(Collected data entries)
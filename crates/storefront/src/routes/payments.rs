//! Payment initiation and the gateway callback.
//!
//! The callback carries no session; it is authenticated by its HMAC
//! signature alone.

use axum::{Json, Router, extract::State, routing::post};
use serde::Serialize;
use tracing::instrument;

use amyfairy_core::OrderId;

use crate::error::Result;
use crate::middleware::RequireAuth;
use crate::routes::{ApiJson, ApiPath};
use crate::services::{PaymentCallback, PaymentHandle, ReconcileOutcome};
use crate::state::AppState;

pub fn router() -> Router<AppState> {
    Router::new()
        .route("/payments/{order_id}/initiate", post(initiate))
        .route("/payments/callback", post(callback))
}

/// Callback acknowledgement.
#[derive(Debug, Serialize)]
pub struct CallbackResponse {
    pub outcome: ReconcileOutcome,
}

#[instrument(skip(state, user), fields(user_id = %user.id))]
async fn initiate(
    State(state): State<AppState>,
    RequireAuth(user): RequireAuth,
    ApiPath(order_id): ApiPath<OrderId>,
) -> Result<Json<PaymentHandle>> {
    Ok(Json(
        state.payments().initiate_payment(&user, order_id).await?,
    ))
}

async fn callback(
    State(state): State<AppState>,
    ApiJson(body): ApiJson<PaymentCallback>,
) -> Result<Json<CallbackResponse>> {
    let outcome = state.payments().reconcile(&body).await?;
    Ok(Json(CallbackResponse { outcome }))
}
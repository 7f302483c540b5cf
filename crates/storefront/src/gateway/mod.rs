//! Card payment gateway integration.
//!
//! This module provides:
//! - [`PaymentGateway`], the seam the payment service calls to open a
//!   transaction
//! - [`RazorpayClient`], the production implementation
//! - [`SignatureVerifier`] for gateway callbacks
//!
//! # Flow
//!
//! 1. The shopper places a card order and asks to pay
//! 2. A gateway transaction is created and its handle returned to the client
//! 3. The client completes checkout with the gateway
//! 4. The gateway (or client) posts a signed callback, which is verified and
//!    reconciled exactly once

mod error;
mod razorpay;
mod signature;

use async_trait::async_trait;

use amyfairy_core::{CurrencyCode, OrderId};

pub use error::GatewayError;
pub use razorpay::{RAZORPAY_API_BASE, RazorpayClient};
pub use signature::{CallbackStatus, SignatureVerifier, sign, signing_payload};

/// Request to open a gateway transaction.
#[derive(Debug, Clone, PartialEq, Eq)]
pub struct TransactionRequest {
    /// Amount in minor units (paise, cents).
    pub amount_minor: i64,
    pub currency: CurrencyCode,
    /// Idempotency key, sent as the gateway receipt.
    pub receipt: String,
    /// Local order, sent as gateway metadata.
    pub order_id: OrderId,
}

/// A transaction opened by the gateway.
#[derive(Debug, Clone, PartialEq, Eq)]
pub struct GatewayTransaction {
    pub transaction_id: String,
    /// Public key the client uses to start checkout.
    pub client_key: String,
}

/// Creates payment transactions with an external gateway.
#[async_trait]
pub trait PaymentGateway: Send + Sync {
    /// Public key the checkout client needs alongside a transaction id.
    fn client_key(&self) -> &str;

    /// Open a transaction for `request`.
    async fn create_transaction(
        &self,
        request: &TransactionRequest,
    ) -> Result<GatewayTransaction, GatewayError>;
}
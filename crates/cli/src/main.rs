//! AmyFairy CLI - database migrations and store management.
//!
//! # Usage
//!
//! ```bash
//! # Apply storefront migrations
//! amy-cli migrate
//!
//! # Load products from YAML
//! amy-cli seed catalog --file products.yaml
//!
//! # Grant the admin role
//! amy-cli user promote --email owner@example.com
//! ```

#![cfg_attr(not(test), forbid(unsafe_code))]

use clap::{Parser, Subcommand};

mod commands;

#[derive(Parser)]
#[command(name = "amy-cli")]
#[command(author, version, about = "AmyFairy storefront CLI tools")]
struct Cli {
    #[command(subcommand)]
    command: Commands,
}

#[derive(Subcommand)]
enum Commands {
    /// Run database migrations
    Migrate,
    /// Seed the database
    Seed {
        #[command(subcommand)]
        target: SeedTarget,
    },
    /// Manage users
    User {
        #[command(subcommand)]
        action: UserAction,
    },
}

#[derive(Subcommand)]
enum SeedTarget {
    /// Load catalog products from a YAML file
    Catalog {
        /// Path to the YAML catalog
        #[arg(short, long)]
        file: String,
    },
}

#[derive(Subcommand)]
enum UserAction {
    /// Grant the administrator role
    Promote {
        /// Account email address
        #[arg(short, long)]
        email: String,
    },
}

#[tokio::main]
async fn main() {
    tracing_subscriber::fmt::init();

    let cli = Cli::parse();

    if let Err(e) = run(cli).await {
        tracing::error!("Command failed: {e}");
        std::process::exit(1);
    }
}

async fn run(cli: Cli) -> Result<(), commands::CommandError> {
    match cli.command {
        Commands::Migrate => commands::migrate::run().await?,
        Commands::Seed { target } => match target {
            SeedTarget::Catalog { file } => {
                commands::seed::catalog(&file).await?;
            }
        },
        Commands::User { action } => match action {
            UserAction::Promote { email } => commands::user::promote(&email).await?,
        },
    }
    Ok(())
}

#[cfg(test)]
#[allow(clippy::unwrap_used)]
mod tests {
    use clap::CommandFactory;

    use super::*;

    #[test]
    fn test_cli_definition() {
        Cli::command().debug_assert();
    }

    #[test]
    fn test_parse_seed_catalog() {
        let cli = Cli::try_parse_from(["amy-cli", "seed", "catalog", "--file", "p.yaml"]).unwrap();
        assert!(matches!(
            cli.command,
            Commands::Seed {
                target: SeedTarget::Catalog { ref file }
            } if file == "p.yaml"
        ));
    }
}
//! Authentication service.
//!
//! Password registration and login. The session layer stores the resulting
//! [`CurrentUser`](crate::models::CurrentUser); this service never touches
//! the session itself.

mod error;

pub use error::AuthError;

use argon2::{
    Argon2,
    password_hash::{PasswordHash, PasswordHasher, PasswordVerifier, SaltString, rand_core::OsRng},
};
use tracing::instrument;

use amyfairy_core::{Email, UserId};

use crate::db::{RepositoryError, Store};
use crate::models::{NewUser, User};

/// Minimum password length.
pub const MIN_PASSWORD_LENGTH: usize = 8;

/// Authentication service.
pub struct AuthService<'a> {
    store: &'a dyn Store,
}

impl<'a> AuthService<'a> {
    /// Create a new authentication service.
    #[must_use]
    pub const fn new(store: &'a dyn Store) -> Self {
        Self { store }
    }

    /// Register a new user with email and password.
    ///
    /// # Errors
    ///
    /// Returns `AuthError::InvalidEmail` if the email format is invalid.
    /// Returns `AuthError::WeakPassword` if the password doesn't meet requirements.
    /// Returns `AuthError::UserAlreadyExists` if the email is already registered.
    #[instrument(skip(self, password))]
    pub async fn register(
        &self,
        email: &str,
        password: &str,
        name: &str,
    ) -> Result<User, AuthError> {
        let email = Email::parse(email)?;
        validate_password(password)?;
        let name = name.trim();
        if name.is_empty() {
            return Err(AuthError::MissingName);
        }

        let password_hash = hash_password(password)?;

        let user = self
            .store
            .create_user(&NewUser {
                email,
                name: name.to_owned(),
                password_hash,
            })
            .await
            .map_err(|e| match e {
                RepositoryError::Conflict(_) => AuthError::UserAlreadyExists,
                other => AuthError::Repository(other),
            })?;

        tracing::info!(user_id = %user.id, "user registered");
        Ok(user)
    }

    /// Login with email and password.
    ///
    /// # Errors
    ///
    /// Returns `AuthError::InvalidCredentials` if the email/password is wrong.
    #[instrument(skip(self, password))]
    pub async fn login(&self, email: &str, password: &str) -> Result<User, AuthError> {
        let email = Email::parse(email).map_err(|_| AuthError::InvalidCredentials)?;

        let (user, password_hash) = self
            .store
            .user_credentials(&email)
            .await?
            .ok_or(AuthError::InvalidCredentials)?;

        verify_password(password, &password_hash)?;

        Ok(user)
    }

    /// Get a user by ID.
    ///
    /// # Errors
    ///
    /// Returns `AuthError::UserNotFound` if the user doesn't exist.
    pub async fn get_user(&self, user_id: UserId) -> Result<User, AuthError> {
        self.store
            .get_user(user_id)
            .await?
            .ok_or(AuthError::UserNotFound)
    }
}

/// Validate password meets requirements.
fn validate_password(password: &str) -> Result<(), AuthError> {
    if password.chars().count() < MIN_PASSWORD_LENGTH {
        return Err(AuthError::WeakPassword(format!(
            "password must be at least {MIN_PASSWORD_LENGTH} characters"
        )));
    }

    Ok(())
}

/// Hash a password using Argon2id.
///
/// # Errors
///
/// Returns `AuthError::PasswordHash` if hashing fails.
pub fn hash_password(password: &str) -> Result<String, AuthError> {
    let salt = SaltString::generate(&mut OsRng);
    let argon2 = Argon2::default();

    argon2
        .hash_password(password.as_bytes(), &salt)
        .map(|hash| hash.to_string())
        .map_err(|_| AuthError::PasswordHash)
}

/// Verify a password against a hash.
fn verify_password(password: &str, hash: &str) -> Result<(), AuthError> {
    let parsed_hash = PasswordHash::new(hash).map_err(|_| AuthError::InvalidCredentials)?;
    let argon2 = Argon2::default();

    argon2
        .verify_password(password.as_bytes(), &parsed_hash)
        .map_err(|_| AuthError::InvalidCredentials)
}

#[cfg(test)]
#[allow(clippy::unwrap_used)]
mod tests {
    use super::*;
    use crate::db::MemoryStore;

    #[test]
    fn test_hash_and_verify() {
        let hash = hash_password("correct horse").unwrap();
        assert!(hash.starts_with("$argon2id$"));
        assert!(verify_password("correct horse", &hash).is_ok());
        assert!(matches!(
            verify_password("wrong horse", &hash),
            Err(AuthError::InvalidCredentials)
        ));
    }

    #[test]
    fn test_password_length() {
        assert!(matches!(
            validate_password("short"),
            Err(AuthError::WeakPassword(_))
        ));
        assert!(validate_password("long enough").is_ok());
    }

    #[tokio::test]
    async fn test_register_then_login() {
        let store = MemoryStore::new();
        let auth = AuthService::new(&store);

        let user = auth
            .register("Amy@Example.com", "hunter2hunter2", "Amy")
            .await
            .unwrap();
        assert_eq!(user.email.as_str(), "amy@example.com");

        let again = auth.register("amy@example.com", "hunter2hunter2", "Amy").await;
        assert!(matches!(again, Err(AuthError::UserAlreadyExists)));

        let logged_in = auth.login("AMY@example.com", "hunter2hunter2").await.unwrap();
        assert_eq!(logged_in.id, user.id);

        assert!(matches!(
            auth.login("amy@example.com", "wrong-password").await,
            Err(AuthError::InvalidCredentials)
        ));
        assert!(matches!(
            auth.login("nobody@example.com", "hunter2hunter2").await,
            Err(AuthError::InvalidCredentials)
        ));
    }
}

* REQUIRED WORK
Each line of the records, from the opening one through the line holding "Router::new()", should be restated word for word, with nothing else in the answer.

* RESULT
filename crates/storefront/src/routes/payments.rs
//! Payment initiation and the gateway callback.
//!
//! The callback carries no session; it is authenticated by its HMAC
//! signature alone.

use axum::{Json, Router, extract::State, routing::post};
use serde::Serialize;
use tracing::instrument;

use amyfairy_core::OrderId;

use crate::error::Result;
use crate::middleware::RequireAuth;
use crate::routes::{ApiJson, ApiPath};
use crate::services::{PaymentCallback, PaymentHandle, ReconcileOutcome};
use crate::state::AppState;

pub fn router() -> Router<AppState> {
    Router::new()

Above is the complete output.